Sept. 13, 2004 — Children and adolescents taking a range of popular prescription medications for depression appear to be at higher risk for suicide attempts than patients who don’t take the drugs, a pair of FDA analyses have concluded.
The drugs of concern are all newer-generation antidepressants: Prozac, Paxil, Zoloft, Effexor, Celexa, Remeron, Lexapro, Luvox, Serzone, and Wellbutrin. Most are known to affect the brain chemical serotonin. Only Prozac is FDA-approved to treat depression in children.
Overall, these medications may increase the risk of suicidal thoughts or attempts by 2% to 3%, the reviews show.
Officials stress that no completed suicides were recorded in the 23 drug company studies making up the reviews. But they also say that a potentially dangerous elevated risk of childhood suicidal behavior is consistent in seven drugs in the group.
“That’s beyond the risk that occurs with the disease” alone, says Tarek A. Hammad, MD, an FDA senior medical officer who conducted one of the reviews, tells a panel of outside experts advising the agency.
Hammad’s analysis showed children with a variety of disorders who used some of these drugs, including Zoloft, Remeron, Luvox, and Wellbutrin, were 1.4 to 5.5 more likely to have suicidal thoughts or behaviors than similarly ill children taking a placebo.
Despite the elevated risk, suicidal behavior was rare in the studies. Potentially suicidal events were reported in 109 out of nearly 2,500 patients.

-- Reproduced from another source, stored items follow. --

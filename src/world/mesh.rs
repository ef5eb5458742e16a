//! Mesh data model

use crate::rasterizer::{Face, Texture, Vec2, Vec3};
use super::SceneError;

/// Indexed triangle mesh with its own transform and texture
#[derive(Debug, Clone)]
pub struct Mesh {
    pub name: String,
    pub vertices: Vec<Vec3>,
    pub faces: Vec<Face>,
    pub texture: Option<Texture>,
    pub scale: Vec3,
    /// Euler angles (radians), applied X then Y then Z
    pub rotation: Vec3,
    pub translation: Vec3,
    /// Rotation velocity (radians per second)
    pub spin: Vec3,
}

impl Mesh {
    pub fn new(vertices: Vec<Vec3>, faces: Vec<Face>) -> Self {
        Self {
            name: String::new(),
            vertices,
            faces,
            texture: None,
            scale: Vec3::new(1.0, 1.0, 1.0),
            rotation: Vec3::ZERO,
            translation: Vec3::ZERO,
            spin: Vec3::ZERO,
        }
    }

    /// Every face must index an existing vertex
    pub fn validate(&self) -> Result<(), SceneError> {
        let count = self.vertices.len();
        for (face_index, face) in self.faces.iter().enumerate() {
            if let Some(&index) = face.indices().iter().find(|&&i| i >= count) {
                return Err(SceneError::InvalidFace {
                    mesh: self.name.clone(),
                    face: face_index,
                    index,
                    vertex_count: count,
                });
            }
        }
        Ok(())
    }

    /// Advance the spin animation
    pub fn animate(&mut self, dt: f32) {
        self.rotation = self.rotation + self.spin * dt;
    }

    /// Axis-aligned cube of side 2 centred on the origin, wound clockwise
    /// when seen from outside.
    pub fn cube() -> Self {
        let vertices = vec![
            Vec3::new(-1.0, -1.0, -1.0),
            Vec3::new(-1.0, 1.0, -1.0),
            Vec3::new(1.0, 1.0, -1.0),
            Vec3::new(1.0, -1.0, -1.0),
            Vec3::new(1.0, 1.0, 1.0),
            Vec3::new(1.0, -1.0, 1.0),
            Vec3::new(-1.0, 1.0, 1.0),
            Vec3::new(-1.0, -1.0, 1.0),
        ];

        let lower = [Vec2::new(0.0, 0.0), Vec2::new(0.0, 1.0), Vec2::new(1.0, 1.0)];
        let upper = [Vec2::new(0.0, 0.0), Vec2::new(1.0, 1.0), Vec2::new(1.0, 0.0)];

        // Two triangles per side: (a, b, c) and (a, c, d)
        let quads = [
            [0, 1, 2, 3], // front
            [3, 2, 4, 5], // right
            [5, 4, 6, 7], // back
            [7, 6, 1, 0], // left
            [1, 6, 4, 2], // top
            [5, 7, 0, 3], // bottom
        ];

        let mut faces = Vec::with_capacity(12);
        for [a, b, c, d] in quads {
            faces.push(Face::new(a, b, c, lower));
            faces.push(Face::new(a, c, d, upper));
        }

        let mut mesh = Self::new(vertices, faces);
        mesh.name = "cube".to_string();
        mesh
    }
}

But the effect persisted when analysts limited their review to children taking the drugs only for depression. wellbutrin. Children with depression taking one popular drug, Effexor XR, showed self-harming behavior or considered suicide nearly nine times as often as children not taking medication.
“It is important to put in mind that these are just estimates,” says Hammad, stressing that his audit was retrospective in nature and looked at studies not specifically designed to pick up on a heightened risk of suicide.
Consistent Findings
The study confirms similar findings in another FDA review conducted last year by Andrew D. Mosholder, MD. That review became a subject of heated controversy when Mosholder’s FDA superiors barred him from presenting his conclusions at an agency hearing in February of this year.
As late as last week, lawmakers accused FDA officials of working to suppress key data on the efficacy and safety of antidepressant drugs. Several drug company executives told a House committee on Thursday that the FDA encouraged them to withhold data undermining the drugs’ effectiveness for fear of scaring doctors and the public.
Robert Temple, MD, head of the FDA’s scientific investigations division, tells reporters that he does not regret withholding Mosholder’s determination last winter even in light of Monday’s confirmatory review. His conclusions were premature given what was known at the time about performance of antidepressant medications, he says.